Zum vorliegenden Werk existieren im Kunstmuseum Solothurn Skizzen, Gesamtansichten und Detailstudien, die Aufschluss über Frölichers Erarbeitung der Komposition geben. Angesichts der detaillierten und äusserst naturalistischen Umsetzung der weiten Landschaft in der Umgebung der Stadt München, wo Frölicher sich 1868 niederlässt, zählt das Gemälde zu seinem Frühwerk. Mit den Arbeiten aus dem Jahre 1870 vollzieht er dann endgültig den Schritt von heroischen Gebirgsdarstellungen zu intimen Landschaftsausschnitten.

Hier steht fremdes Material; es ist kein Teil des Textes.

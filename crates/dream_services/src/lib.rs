//! # Dream Services
//!
//! Session layer for Dreamscape.
//!
//! - [`protocol`]: the `{type, data}` JSON envelopes exchanged with clients
//! - [`session`]: one world plus one agent per connection, one turn at a time
//! - [`registry`]: keyed session lifecycle
//! - [`server`]: TCP listener and WebSocket bridge
//!
//! ## Usage
//!
//! ```ignore
//! let registry = SharedSessionRegistry::new(SessionRegistry::new(
//!     provider,
//!     Arc::new(DisabledMeshGenerator),
//!     SessionSettings::default(),
//! ));
//!
//! let server = DreamServer::bind("0.0.0.0", 8000, registry).await?;
//! server.run().await?;
//! ```

pub mod protocol;
pub mod registry;
pub mod server;
pub mod session;

pub use protocol::{ClientMessage, ServerMessage, StatusPayload};
pub use registry::{RegistryStats, SessionRegistry, SharedSessionRegistry};
pub use server::{session_id_from_path, DreamServer, ServerError, ServerResult};
pub use session::{
    Session, SessionError, SessionId, SessionSettings, TurnPermit, STATUS_BUSY, STATUS_CONNECTED,
    STATUS_READY, STATUS_THINKING,
};
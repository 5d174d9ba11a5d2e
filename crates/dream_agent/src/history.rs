//! Bounded conversation history

use serde::{Deserialize, Serialize};
use serde_json::Value;

/// History length that triggers trimming
pub const HISTORY_LIMIT: usize = 20;

/// Entries kept after trimming
pub const HISTORY_KEEP: usize = 16;

/// A tool invocation requested by the assistant
#[derive(Debug, Clone, PartialEq, Serialize, Deserialize)]
pub struct ToolInvocation {
    /// Provider-assigned call id, echoed back on the result entry
    pub id: String,
    pub name: String,
    /// Decoded argument object
    pub arguments: Value,
}

/// One message in the agent conversation
#[derive(Debug, Clone, PartialEq, Serialize, Deserialize)]
#[serde(tag = "role", rename_all = "lowercase")]
pub enum ConversationEntry {
    User {
        content: String,
    },
    Assistant {
        content: Option<String>,
        #[serde(default, skip_serializing_if = "Vec::is_empty")]
        tool_calls: Vec<ToolInvocation>,
    },
    Tool {
        tool_call_id: String,
        content: String,
    },
}

/// Append-only history, trimmed from the front
#[derive(Debug, Clone, Default)]
pub struct ConversationHistory {
    entries: Vec<ConversationEntry>,
}

impl ConversationHistory {
    pub fn new() -> Self {
        Self::default()
    }

    /// Append an entry; once the length exceeds [`HISTORY_LIMIT`] only the
    /// most recent [`HISTORY_KEEP`] entries survive
    pub fn push(&mut self, entry: ConversationEntry) {
        self.entries.push(entry);
        if self.entries.len() > HISTORY_LIMIT {
            let excess = self.entries.len() - HISTORY_KEEP;
            self.entries.drain(..excess);
            log::debug!("Trimmed {} history entries", excess);
        }
    }

    pub fn entries(&self) -> &[ConversationEntry] {
        &self.entries
    }

    /// Entries safe to send: tool results whose assistant entry was trimmed
    /// away are skipped
    pub fn wire_entries(&self) -> &[ConversationEntry] {
        let start = self
            .entries
            .iter()
            .position(|e| !matches!(e, ConversationEntry::Tool { .. }))
            .unwrap_or(self.entries.len());
        &self.entries[start..]
    }

    pub fn len(&self) -> usize {
        self.entries.len()
    }

    pub fn is_empty(&self) -> bool {
        self.entries.is_empty()
    }

    pub fn clear(&mut self) {
        self.entries.clear();
    }
}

Frölicher präsentiert „Torfmoor bei Polling“ neben „Gänseteich bei Polling“ (1870, Kunstmuseum Winterthur) an der Schweizer Turnusausstellung von 1870. Nicht aufgrund fehlenden technischen Könnens, sondern wegen seiner bescheidenen Motive ernten Frölichers Bilder vernichtende Kritik: „Die französischen Landschafter der letzten Dezennien sind auf die Marotte verfallen, die langweiligsten, unbedeutendsten und ödesten Motive künstlerisch zu behandeln und durch ein raffiniertes Studium der Natur und feine perspektivische Abtonung der Ferne denselben Wert und Interesse zu verleihen.“ („Bund“, 30. Mai 1870)
Dr. Otto Lindt, ein guter Freund Frölichers, erwirbt das Bild sehr wahrscheinlich an der besagten Turnusausstellung erwarb, und es gelangt 1892 als Schenkung in die Sammlung des Aargauer Kunsthauses.